La prima occorrenza dell'immagine dell'araignée dans sa toile nei testi del philosophe si trova nell'articolo «Asiatiques» de l'Encyclopédie (1751). È muovendo da quel luogo che cercherò di chiarire le ragioni filosofiche dell'uso diderottiano della metafora sullo sfondo della storia - non esaustiva - delle tradizioni che l'hanno generata e innervata.

In particolare, in un primo momento, ripercorrendo le fonti diderottiane tenterò di dar ragione di un peculiare uso dell'araignée dans sa toile che, attraverso Bayle e Brucker e tra Spinoza e gli stoici, si fa immagine dell'anima mundi.

In secondo luogo richiamerò una differente tradizione che, a partire dai territori della medicina e confluendo nel cartesianesimo di periferia della filosofia clandestina seicentesca, pensa il ragno e la sua tela come immagine della struttura nervosa della fisiologia umana.

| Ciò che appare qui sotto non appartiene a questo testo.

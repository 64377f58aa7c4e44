use serde::{Deserialize, Serialize};

/// Monetary amounts (annual figures unless stated otherwise).
pub type Money = f64;

/// Rates expressed as percentages (8.0 = 8%), the way valuation records store them.
pub type Percent = f64;

/// Rates expressed as decimal fractions (0.08 = 8%). Used for IRR results.
pub type Rate = f64;

/// Year counts and fractional years (payback).
pub type Years = f64;

/// Standard computation output envelope
#[derive(Debug, Clone, Serialize, Deserialize)]
pub struct ComputationOutput<T: Serialize> {
    pub result: T,
    pub methodology: String,
    pub assumptions: serde_json::Value,
    pub warnings: Vec<String>,
    pub metadata: ComputationMetadata,
}

/// Metadata for every computation
#[derive(Debug, Clone, Serialize, Deserialize)]
pub struct ComputationMetadata {
    pub version: String,
    pub computation_time_us: u64,
    pub precision: String,
}

/// Helper to wrap computation results with metadata
pub fn with_metadata<T: Serialize>(
    methodology: &str,
    assumptions: &impl Serialize,
    warnings: Vec<String>,
    elapsed_us: u64,
    result: T,
) -> ComputationOutput<T> {
    ComputationOutput {
        result,
        methodology: methodology.to_string(),
        assumptions: serde_json::to_value(assumptions).unwrap_or_default(),
        warnings,
        metadata: ComputationMetadata {
            version: env!("CARGO_PKG_VERSION").to_string(),
            computation_time_us: elapsed_us,
            precision: "ieee754_f64".to_string(),
        },
    }
}

/// Convert a percentage to a decimal fraction.
#[inline]
pub fn pct_to_rate(pct: Percent) -> Rate {
    pct / 100.0
}
use serde_json::{Map, Value};
use tabled::{builder::Builder, Table};

/// Scalar arrays longer than this are summarised instead of listed.
const MAX_INLINE_VALUES: usize = 12;

/// Format output as a table using the tabled crate.
pub fn print_table(value: &Value) {
    match value {
        Value::Object(map) => {
            // Check if "result" key holds the primary data
            if let Some(result) = map.get("result") {
                print_result_table(result, map);
            } else {
                print_flat_object(map);
            }
        }
        Value::Array(arr) => {
            print_array_table(arr);
        }
        _ => {
            println!("{}", value);
        }
    }
}

fn print_result_table(result: &Value, envelope: &Map<String, Value>) {
    if let Value::Object(res_map) = result {
        print_flat_object(res_map);

        // Nested sections (cash flow rows, summary, leverage) get their own tables
        for (key, val) in res_map {
            match val {
                Value::Object(section) => {
                    println!("\n{}:", key);
                    print_flat_object(section);
                }
                Value::Array(rows) if rows.iter().any(Value::is_object) => {
                    println!("\n{}:", key);
                    print_array_table(rows);
                }
                _ => {}
            }
        }
    } else {
        print_flat_object(envelope);
    }

    // Print warnings if any
    if let Some(Value::Array(warnings)) = envelope.get("warnings") {
        if !warnings.is_empty() {
            println!("\nWarnings:");
            for w in warnings {
                if let Value::String(s) = w {
                    println!("  - {}", s);
                }
            }
        }
    }

    // Print methodology
    if let Some(Value::String(meth)) = envelope.get("methodology") {
        println!("\nMethodology: {}", meth);
    }
}

/// Field/value table of the scalar entries of an object.
fn print_flat_object(map: &Map<String, Value>) {
    let mut builder = Builder::default();
    builder.push_record(["Field", "Value"]);
    for (key, val) in map {
        if is_section(val) {
            continue;
        }
        builder.push_record([key.as_str(), &format_value(val)]);
    }
    let table = Table::from(builder);
    println!("{}", table);
}

fn is_section(value: &Value) -> bool {
    match value {
        Value::Object(_) => true,
        Value::Array(items) => items.iter().any(Value::is_object),
        _ => false,
    }
}

fn print_array_table(arr: &[Value]) {
    if arr.is_empty() {
        println!("(empty)");
        return;
    }

    // Collect all keys from first object for headers
    if let Some(Value::Object(first)) = arr.first() {
        let headers: Vec<String> = first.keys().cloned().collect();
        let mut builder = Builder::default();
        builder.push_record(&headers);

        for item in arr {
            if let Value::Object(map) = item {
                let row: Vec<String> = headers
                    .iter()
                    .map(|h| map.get(h.as_str()).map(format_value).unwrap_or_default())
                    .collect();
                builder.push_record(row);
            }
        }

        let table = Table::from(builder);
        println!("{}", table);
    } else {
        // Simple array of values
        for item in arr {
            println!("{}", format_value(item));
        }
    }
}

fn format_value(value: &Value) -> String {
    match value {
        Value::String(s) => s.clone(),
        Value::Number(n) => match n.as_f64() {
            Some(f) if n.is_f64() => format!("{:.2}", f),
            _ => n.to_string(),
        },
        Value::Bool(b) => b.to_string(),
        Value::Null => "null".to_string(),
        Value::Array(arr) if arr.len() > MAX_INLINE_VALUES => format!("[{} values]", arr.len()),
        Value::Array(arr) => {
            let items: Vec<String> = arr.iter().map(format_value).collect();
            items.join(", ")
        }
        Value::Object(_) => serde_json::to_string(value).unwrap_or_default(),
    }
}
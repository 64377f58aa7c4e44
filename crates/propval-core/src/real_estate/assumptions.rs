use serde::{Deserialize, Serialize};

use crate::error::PropValError;
use crate::types::{Money, Percent};
use crate::PropValResult;

/// How property tax enters the projection.
#[derive(Debug, Clone, Copy, Default, PartialEq, Eq, Serialize, Deserialize)]
#[serde(rename_all = "snake_case")]
pub enum PropertyTaxTreatment {
    /// Recurring operating expense in every projected year
    #[default]
    Annual,
    /// One-off acquisition cost paid in year 0
    OneTime,
}

/// Investment assumptions for one property valuation.
///
/// All rates are percentages (8.0 = 8%). Immutable for the duration of a run.
#[derive(Debug, Clone, Serialize, Deserialize)]
pub struct ValuationAssumptions {
    /// Purchase price paid at year 0
    pub initial_investment: Money,
    /// Year-1 gross rental income
    pub annual_rental_income: Money,
    /// Vacancy and collection loss (%)
    #[serde(default)]
    pub vacancy_rate: Percent,
    #[serde(default)]
    pub service_charge: Money,
    #[serde(default)]
    pub ground_rent: Money,
    pub maintenance: Money,
    pub property_tax: Money,
    #[serde(default)]
    pub insurance: Money,
    /// Management fee as a percentage of effective rent
    pub management_fees: Percent,
    /// Acquisition costs (stamp duty, legal fees) paid at year 0
    pub transaction_costs: Money,
    /// Annual rent growth (%), compounding from year 2
    pub annual_rent_growth: Percent,
    /// Discount rate (%)
    pub discount_rate: Percent,
    /// Holding period in years (>= 1)
    pub holding_period: u32,
    /// Loan-to-value (%), 0 means unlevered
    #[serde(default)]
    pub ltv: Percent,
    /// Mortgage interest rate (% p.a.), required when `ltv > 0`
    #[serde(default, skip_serializing_if = "Option::is_none")]
    pub interest_rate: Option<Percent>,
    /// Mortgage term in years; defaults to the holding period
    #[serde(default, skip_serializing_if = "Option::is_none")]
    pub loan_term_years: Option<u32>,
    /// Annual capital expenditure
    #[serde(default)]
    pub capex: Money,
    /// Exit cap rate (%) used to value the property at sale
    #[serde(default, skip_serializing_if = "Option::is_none")]
    pub exit_cap_rate: Option<Percent>,
    /// Selling costs as a percentage of gross sale proceeds
    #[serde(default)]
    pub selling_costs: Percent,
    #[serde(default)]
    pub property_tax_treatment: PropertyTaxTreatment,
}

impl ValuationAssumptions {
    /// Reject structurally invalid assumptions and flag implausible ones.
    ///
    /// Loan terms are checked separately by the amortization calculator.
    pub fn validate(&self, warnings: &mut Vec<String>) -> PropValResult<()> {
        if self.holding_period < 1 {
            return Err(PropValError::InvalidAssumptions {
                field: "holding_period".into(),
                reason: "Holding period must be at least 1 year".into(),
            });
        }

        for (field, value) in self.monetary_fields() {
            if !value.is_finite() {
                return Err(PropValError::InvalidAssumptions {
                    field: field.into(),
                    reason: "Must be a finite number".into(),
                });
            }
            if value < 0.0 {
                return Err(PropValError::InvalidAssumptions {
                    field: field.into(),
                    reason: format!("Must be non-negative, got {value}"),
                });
            }
        }

        for (field, value) in self.percentage_fields() {
            if !value.is_finite() {
                return Err(PropValError::InvalidAssumptions {
                    field: field.into(),
                    reason: "Must be a finite percentage".into(),
                });
            }
        }

        if self.discount_rate <= -100.0 {
            return Err(PropValError::InvalidAssumptions {
                field: "discount_rate".into(),
                reason: "Discount rate must be greater than -100%".into(),
            });
        }

        // --- Plausibility warnings ---
        for (field, value) in [
            ("management_fees", self.management_fees),
            ("vacancy_rate", self.vacancy_rate),
            ("discount_rate", self.discount_rate),
            ("selling_costs", self.selling_costs),
        ] {
            if !(0.0..=100.0).contains(&value) {
                warnings.push(format!(
                    "{field} of {value}% is outside 0–100% — implausible, verify input"
                ));
            }
        }

        if self.annual_rent_growth <= -100.0 {
            warnings.push(format!(
                "annual_rent_growth of {}% wipes out rental income",
                self.annual_rent_growth
            ));
        }

        if let Some(exit) = self.exit_cap_rate {
            if exit <= 0.0 {
                warnings.push(format!(
                    "exit_cap_rate of {exit}% is not positive — terminal value omitted"
                ));
            }
        }

        if self.annual_rental_income == 0.0 {
            warnings.push("annual_rental_income is zero — property generates no rent".into());
        }

        Ok(())
    }

    /// Whether the acquisition is financed with a mortgage.
    pub fn is_levered(&self) -> bool {
        self.ltv > 0.0
    }

    /// Mortgage term, falling back to the holding period.
    pub fn loan_term(&self) -> u32 {
        self.loan_term_years.unwrap_or(self.holding_period)
    }

    /// Cash paid out at year 0.
    pub fn acquisition_outlay(&self) -> Money {
        let one_time_tax = match self.property_tax_treatment {
            PropertyTaxTreatment::Annual => 0.0,
            PropertyTaxTreatment::OneTime => self.property_tax,
        };
        self.initial_investment + self.transaction_costs + one_time_tax
    }

    /// Fixed operating costs incurred every projected year.
    pub fn fixed_operating_costs(&self) -> Money {
        let annual_tax = match self.property_tax_treatment {
            PropertyTaxTreatment::Annual => self.property_tax,
            PropertyTaxTreatment::OneTime => 0.0,
        };
        self.service_charge + self.ground_rent + self.maintenance + annual_tax + self.insurance
    }

    fn monetary_fields(&self) -> [(&'static str, Money); 9] {
        [
            ("initial_investment", self.initial_investment),
            ("annual_rental_income", self.annual_rental_income),
            ("service_charge", self.service_charge),
            ("ground_rent", self.ground_rent),
            ("maintenance", self.maintenance),
            ("property_tax", self.property_tax),
            ("insurance", self.insurance),
            ("transaction_costs", self.transaction_costs),
            ("capex", self.capex),
        ]
    }

    fn percentage_fields(&self) -> Vec<(&'static str, Percent)> {
        let mut fields = vec![
            ("vacancy_rate", self.vacancy_rate),
            ("management_fees", self.management_fees),
            ("annual_rent_growth", self.annual_rent_growth),
            ("discount_rate", self.discount_rate),
            ("ltv", self.ltv),
            ("selling_costs", self.selling_costs),
        ];
        if let Some(rate) = self.interest_rate {
            fields.push(("interest_rate", rate));
        }
        if let Some(rate) = self.exit_cap_rate {
            fields.push(("exit_cap_rate", rate));
        }
        fields
    }
}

Tutto ciò, innestandosi sul modello vibrazionale della biologia del XVIII secolo e a partire dalla riscrittura ironica dagli esperimenti sulle corde vocali di Ferrein così come Diderot la mette in scena ne Les Bijoux indiscrets (1748), tramuta l'araignée dans sa toile, da sempre estremamente sensibile alla musica, in un clavicembalo vivente che risuona col mondo.

Tutte queste tradizioni, all'apparenza divergenti, trovano una loro ricomposizione non statica ne Le rêve de d'Alembert. Cercherò allora di mostrare come nel testo considerato l'araignée dans sa toile sia allo stesso tempo immagine dell'anima mundi e della fisiologia di ciascuno. In particolare la metafora si farà capace di descrivere quella particolare condizione dell'umano che, deformandosi al contatto col mondo, è costretto a ridefinire in ogni istante i suoi confini, fisici e teoretici. È così che, tra continuità e contiguità, tra la dispersione del soggetto nella totalità del reale e l'individuazione che scinde ciascuno dai suoi contesti, l'araignée dans sa toile si fa immagine dell'immaginazione. Essa è in Diderot, cercherò di mostrarlo, la facoltà che presiede al rapporto tra l'uomo e il mondo. L'esperienza esiste sempre in immagini, così come non si può pensare se non in immagini: deformando una lunga tradizione di indagine sull'imaginatio e sulla phantasia, Diderot arriva così a dar vita a un materialismo d'immaginazione. Quest'ultima, ricorda il philosophe nel De la poésie dramatique (1758), è infatti «la qualità senza la quale non si è né poeti, né filosofi, né uomini di spirito, né esseri razionali, né umani».

In ultimo luogo cercherò di mostrare come l'immaginazione, facoltà delle forme che si sformano e delle immagini che mantengono la vitalità del contesto che rappresentano, assuma in Diderot un carattere mostruoso: essa fonda ciò da cui è a sua volta fondata in un gioco di riscritture e di relazionalità assoluta che fa dell'uomo il mostro della donna, della donna quello dell'uomo. Tra gli umani non rimane allora che una comunanza di bisogni e di desideri e una similare organizzazione fisica: è a quell'altezza che si installa allora l'ironico tentativo, destinato a un gioioso fallimento, di creare un linguaggio comune, un universale poetico e condiviso. È proprio lì che hanno origine il pensiero e la filosofia.